■ **Required action**
Starting with the first line and ending with the line that holds "TABLE IF NOT", repeat the material exactly.

══════════════════════════════

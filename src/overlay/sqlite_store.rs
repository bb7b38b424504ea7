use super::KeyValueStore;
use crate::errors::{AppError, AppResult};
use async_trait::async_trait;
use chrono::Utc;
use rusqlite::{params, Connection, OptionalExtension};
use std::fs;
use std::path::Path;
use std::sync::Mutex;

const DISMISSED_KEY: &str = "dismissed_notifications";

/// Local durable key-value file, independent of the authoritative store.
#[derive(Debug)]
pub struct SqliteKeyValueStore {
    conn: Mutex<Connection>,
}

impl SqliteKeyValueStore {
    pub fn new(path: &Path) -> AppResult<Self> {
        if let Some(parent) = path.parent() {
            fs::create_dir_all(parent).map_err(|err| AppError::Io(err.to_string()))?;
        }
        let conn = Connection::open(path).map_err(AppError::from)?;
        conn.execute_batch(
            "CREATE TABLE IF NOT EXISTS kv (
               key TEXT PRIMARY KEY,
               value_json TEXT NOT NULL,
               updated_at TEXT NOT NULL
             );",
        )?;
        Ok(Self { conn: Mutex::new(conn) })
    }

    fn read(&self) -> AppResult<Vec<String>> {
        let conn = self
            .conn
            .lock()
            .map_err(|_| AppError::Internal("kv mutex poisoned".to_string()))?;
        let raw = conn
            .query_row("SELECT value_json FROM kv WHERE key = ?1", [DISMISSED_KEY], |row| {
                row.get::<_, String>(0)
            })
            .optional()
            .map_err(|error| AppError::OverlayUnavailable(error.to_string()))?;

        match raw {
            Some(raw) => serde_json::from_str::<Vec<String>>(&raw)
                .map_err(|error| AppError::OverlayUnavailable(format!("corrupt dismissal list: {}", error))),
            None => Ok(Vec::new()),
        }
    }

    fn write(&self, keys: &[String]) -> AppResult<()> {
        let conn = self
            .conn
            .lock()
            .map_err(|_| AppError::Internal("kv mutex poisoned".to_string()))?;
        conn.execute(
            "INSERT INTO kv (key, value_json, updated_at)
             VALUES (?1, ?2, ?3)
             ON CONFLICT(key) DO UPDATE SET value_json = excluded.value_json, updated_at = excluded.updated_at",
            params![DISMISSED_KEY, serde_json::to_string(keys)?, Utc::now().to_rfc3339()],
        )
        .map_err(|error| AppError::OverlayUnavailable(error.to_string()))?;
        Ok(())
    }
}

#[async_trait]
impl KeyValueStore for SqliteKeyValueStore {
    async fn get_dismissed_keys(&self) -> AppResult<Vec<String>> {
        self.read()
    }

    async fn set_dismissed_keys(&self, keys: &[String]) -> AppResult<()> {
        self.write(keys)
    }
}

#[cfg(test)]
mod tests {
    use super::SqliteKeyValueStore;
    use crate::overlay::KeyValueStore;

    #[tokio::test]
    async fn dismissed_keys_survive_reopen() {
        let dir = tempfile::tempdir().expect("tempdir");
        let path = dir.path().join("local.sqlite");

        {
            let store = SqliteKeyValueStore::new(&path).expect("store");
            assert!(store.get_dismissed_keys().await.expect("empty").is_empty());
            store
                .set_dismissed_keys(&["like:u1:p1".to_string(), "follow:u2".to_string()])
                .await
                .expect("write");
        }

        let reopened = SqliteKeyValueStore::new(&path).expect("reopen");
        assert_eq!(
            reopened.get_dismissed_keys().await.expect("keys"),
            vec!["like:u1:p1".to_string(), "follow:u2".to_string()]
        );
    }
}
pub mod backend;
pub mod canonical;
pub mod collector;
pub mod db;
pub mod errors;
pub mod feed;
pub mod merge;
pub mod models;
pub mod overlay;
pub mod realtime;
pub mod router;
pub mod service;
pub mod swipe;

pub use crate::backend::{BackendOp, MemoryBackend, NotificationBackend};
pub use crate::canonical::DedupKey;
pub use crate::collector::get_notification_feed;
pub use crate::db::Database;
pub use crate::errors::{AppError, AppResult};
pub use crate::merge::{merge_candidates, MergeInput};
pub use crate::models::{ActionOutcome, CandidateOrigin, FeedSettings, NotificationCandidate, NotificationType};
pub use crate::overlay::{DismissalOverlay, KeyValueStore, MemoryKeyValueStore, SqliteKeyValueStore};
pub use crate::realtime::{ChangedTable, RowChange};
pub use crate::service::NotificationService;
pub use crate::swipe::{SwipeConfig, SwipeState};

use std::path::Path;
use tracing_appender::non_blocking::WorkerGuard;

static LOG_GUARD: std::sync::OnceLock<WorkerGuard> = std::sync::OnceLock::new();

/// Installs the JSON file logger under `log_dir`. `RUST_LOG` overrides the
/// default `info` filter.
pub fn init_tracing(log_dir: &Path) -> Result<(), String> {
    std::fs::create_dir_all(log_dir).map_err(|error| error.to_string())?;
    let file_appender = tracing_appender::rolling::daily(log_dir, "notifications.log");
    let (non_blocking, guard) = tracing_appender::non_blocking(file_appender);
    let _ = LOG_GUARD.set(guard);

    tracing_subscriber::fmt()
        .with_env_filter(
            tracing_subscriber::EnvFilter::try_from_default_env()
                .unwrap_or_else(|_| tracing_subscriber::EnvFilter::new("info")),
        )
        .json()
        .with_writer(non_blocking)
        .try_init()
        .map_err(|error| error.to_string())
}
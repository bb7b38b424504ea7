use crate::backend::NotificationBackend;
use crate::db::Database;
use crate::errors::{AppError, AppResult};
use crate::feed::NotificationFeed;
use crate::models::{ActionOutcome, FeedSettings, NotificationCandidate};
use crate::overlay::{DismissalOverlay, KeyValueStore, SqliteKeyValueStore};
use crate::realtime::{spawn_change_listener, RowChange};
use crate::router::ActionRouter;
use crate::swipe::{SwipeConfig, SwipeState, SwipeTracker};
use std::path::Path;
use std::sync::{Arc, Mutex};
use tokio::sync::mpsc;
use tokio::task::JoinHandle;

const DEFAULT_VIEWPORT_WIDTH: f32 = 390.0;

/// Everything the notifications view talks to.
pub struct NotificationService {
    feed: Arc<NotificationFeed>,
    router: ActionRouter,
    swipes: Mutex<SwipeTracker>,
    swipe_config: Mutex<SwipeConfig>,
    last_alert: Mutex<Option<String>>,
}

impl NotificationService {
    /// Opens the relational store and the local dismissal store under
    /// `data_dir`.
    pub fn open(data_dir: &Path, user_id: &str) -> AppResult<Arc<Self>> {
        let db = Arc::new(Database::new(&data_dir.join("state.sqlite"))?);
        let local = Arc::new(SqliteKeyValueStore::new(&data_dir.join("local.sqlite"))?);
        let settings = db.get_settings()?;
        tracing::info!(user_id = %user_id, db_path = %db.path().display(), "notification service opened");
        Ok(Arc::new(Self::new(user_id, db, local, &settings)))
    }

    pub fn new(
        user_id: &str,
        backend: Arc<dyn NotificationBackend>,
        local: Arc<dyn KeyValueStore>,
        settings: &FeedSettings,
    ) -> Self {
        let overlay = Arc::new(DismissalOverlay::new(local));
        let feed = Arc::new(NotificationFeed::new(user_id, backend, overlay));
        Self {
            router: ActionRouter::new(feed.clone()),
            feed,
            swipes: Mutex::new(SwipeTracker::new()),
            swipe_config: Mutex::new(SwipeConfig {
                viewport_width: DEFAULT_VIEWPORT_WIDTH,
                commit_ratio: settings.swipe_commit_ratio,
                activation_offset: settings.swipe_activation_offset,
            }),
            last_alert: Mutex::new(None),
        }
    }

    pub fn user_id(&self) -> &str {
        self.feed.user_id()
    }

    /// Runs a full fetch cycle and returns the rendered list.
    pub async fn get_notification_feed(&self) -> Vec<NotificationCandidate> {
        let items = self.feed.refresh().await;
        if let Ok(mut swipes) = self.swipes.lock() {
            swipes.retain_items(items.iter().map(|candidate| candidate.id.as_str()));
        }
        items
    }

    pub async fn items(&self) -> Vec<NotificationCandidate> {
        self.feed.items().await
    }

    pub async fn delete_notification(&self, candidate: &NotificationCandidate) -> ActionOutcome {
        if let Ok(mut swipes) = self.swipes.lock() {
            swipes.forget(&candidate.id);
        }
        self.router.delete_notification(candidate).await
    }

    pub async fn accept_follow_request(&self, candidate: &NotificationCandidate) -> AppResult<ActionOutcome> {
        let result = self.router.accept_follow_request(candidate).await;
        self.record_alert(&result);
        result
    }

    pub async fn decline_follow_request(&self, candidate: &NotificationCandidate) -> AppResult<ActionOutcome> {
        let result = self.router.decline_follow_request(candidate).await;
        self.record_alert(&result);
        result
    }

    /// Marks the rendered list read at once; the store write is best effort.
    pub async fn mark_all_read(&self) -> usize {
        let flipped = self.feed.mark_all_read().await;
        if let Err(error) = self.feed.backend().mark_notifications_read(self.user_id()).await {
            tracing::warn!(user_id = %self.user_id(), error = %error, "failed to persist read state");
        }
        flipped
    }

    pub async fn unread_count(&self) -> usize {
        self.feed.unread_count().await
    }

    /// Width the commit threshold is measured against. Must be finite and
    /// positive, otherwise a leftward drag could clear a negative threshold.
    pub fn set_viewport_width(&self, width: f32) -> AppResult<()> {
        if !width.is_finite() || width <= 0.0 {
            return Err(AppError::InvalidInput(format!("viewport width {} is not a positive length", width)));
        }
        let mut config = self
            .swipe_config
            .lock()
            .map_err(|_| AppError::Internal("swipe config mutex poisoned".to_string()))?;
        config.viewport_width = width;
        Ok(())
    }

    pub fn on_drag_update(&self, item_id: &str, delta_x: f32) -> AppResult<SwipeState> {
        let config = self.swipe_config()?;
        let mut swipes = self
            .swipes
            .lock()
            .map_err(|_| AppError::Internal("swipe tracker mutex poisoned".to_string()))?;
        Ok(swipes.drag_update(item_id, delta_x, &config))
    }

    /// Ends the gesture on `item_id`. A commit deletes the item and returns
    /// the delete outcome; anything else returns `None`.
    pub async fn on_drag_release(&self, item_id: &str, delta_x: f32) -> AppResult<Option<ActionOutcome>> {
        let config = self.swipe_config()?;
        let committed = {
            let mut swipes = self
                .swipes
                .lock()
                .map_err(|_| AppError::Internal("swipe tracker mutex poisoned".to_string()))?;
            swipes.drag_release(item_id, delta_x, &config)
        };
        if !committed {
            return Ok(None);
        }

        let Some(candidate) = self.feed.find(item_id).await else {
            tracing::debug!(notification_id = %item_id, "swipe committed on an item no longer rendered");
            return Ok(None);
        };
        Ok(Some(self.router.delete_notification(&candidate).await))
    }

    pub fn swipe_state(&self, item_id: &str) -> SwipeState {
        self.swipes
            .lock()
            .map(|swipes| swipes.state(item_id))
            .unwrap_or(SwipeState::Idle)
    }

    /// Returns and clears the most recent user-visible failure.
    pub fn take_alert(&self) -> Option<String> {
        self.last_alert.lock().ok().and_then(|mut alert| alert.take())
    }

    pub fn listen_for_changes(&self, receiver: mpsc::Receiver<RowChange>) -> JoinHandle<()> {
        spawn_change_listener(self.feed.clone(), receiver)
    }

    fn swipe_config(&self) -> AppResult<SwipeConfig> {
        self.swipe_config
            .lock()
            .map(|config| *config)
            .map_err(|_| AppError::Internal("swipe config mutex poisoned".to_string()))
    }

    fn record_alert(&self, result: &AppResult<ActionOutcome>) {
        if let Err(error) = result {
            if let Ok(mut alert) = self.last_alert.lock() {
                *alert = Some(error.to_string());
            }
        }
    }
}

══════════════════════════════

■ **Exercise response**
filename src/overlay/sqlite_store.rs
repository bb7b38b424504ea7
use super::KeyValueStore;
use crate::errors::{AppError, AppResult};
use async_trait::async_trait;
use chrono::Utc;
use rusqlite::{params, Connection, OptionalExtension};
use std::fs;
use std::path::Path;
use std::sync::Mutex;

const DISMISSED_KEY: &str = "dismissed_notifications";

/// Local durable key-value file, independent of the authoritative store.
#[derive(Debug)]
pub struct SqliteKeyValueStore {
    conn: Mutex<Connection>,
}

impl SqliteKeyValueStore {
    pub fn new(path: &Path) -> AppResult<Self> {
        if let Some(parent) = path.parent() {
            fs::create_dir_all(parent).map_err(|err| AppError::Io(err.to_string()))?;
        }
        let conn = Connection::open(path).map_err(AppError::from)?;
        conn.execute_batch(
            "CREATE TABLE IF NOT EXISTS kv (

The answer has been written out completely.